__RECORDED INFORMATION__.
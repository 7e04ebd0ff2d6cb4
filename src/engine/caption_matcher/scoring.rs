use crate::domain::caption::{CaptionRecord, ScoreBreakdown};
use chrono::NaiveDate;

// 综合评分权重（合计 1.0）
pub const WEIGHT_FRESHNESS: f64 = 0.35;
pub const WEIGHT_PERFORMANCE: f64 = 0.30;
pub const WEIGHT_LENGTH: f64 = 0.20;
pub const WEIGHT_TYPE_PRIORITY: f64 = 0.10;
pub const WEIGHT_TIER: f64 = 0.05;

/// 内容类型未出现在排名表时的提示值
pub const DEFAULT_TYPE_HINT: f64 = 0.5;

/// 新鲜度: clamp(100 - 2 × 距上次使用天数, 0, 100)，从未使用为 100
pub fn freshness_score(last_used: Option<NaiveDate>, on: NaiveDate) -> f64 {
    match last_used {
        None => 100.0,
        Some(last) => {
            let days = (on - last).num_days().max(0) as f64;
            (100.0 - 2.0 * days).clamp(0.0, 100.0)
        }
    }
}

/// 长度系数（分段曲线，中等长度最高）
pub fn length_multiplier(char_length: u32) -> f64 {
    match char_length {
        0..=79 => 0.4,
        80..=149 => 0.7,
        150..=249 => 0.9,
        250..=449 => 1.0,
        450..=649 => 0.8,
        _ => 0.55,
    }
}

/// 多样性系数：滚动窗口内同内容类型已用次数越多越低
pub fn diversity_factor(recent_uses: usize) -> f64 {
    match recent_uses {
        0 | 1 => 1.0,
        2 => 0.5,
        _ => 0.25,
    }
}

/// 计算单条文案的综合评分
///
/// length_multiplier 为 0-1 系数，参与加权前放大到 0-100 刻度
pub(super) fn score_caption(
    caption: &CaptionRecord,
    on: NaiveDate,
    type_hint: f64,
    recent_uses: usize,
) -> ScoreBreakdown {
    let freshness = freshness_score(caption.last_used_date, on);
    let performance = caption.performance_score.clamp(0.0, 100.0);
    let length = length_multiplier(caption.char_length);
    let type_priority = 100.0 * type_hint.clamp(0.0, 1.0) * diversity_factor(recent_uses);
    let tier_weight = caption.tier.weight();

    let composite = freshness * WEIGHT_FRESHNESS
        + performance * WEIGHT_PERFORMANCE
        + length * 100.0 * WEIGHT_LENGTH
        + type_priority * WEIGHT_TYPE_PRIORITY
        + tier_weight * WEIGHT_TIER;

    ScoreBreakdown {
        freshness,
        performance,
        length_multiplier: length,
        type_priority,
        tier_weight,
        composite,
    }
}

---

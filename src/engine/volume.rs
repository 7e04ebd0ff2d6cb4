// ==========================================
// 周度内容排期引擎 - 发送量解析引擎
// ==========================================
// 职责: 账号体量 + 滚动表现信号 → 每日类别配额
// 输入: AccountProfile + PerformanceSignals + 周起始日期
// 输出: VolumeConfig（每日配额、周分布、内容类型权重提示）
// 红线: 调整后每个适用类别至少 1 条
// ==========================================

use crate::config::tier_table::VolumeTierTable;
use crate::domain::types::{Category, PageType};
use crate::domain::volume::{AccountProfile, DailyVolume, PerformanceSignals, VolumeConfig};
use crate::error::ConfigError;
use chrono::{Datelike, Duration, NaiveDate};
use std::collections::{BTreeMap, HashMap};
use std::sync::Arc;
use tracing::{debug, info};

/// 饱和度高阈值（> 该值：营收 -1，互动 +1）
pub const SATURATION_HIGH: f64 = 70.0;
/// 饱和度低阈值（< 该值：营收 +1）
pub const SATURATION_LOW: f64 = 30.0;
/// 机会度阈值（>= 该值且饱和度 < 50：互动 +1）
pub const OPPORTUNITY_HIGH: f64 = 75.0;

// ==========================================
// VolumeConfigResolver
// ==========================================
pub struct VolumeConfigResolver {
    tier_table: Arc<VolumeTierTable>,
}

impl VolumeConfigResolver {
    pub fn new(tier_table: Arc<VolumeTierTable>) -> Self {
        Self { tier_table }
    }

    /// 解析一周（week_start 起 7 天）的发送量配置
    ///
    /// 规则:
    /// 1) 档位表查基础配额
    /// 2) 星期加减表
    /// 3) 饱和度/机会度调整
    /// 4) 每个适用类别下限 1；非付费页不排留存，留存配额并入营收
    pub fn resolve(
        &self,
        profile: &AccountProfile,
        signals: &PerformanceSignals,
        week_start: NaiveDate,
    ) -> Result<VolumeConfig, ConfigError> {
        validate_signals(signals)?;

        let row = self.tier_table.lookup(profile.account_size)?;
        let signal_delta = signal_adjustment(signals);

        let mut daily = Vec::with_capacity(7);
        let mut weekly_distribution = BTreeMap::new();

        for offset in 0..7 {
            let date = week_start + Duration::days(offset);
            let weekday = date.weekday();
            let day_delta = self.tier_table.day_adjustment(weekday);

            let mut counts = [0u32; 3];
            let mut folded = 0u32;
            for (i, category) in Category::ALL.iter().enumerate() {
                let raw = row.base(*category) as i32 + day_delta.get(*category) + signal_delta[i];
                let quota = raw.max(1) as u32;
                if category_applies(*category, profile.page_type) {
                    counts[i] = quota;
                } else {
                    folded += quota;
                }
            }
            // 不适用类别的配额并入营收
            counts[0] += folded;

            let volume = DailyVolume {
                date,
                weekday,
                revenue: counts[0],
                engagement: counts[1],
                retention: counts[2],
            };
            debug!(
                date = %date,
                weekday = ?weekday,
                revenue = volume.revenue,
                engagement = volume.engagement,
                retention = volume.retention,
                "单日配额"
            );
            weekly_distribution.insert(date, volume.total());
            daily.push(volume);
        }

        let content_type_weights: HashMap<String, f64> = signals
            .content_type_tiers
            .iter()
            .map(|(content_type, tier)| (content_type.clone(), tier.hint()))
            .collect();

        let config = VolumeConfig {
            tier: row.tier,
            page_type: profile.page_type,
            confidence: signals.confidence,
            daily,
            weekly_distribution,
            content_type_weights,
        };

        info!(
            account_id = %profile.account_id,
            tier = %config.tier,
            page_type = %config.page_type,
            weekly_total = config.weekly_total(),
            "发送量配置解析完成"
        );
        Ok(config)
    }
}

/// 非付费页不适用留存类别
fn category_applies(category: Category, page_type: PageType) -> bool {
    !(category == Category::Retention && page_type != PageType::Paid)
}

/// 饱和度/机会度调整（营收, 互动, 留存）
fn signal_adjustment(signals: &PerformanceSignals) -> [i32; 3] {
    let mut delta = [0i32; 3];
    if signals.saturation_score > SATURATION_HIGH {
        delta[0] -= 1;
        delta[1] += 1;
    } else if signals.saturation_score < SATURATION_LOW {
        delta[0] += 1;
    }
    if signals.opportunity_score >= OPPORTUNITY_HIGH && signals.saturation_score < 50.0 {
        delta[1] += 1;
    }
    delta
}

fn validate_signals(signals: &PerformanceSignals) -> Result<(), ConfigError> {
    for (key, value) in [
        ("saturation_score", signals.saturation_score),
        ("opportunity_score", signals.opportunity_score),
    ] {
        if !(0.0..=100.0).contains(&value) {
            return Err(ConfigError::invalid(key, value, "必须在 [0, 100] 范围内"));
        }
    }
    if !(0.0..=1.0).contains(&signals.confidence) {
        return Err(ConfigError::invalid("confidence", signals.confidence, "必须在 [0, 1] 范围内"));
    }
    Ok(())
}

__TASK OBJECTIVE__. Among the records, count every line where "HashMap" appears. Reply with the total alone.

__COMPLETED EXERCISE__. 2